This blog has written previously about the much-touted edTPA teacher licensing exam, which promises to serve as a “bar exam” for teachers. The goal of this performance assessment is to set the bar higher for teacher certification and to be able to provide accountability across state lines and among teacher certification programs and schools. However, as a recent blog post from Education Week points, out, the accountability component looks to be undermined by the fact that the states using the test so far have set different standards for passing the test.
Education Week reports:
Below are some states’ cutoff scores for most middle and secondary teachers. The top score is 75 points and the test’s creators have suggested putting the passing bar no higher than 42. (The score setting is different for elementary and world-language teachers.) Note also that many states have established grace periods or “safety nets” for candidates.
- California: 41, but programs can choose to use three other exams instead.
- Iowa: 41, but candidates can take alternate exams.

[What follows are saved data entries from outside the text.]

//! Database access for CLI commands.

use anyhow::{Context, Result};
use mailflow_core::{config::Config, db::PgJobStore};

/// Load configuration the same way the server does and connect.
pub async fn connect(config_path: Option<&str>) -> Result<PgJobStore> {
    let config = match config_path {
        Some(path) => Config::from_file(path)
            .with_context(|| format!("Failed to load configuration from {}", path))?,
        None => Config::load().context("Failed to load configuration from environment")?,
    };

    PgJobStore::connect(&config.database)
        .await
        .context("Failed to connect to database")
}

- Illinois: A 35 for now, but ramping up to a 41 by 2019.
- New York: 41, but implementation has been twice delayed.
- Tennessee: Each program sets the passing score; it must be at least a 37.
- Washington: 35
Minnesota is using the exam not for candidate licensure but as one component of assessing teacher-preparation programs, so its grading system is a bit different. Alabama, Delaware, Hawaii, Georgia, and Oregon will require the test but haven’t yet set cutoff scores.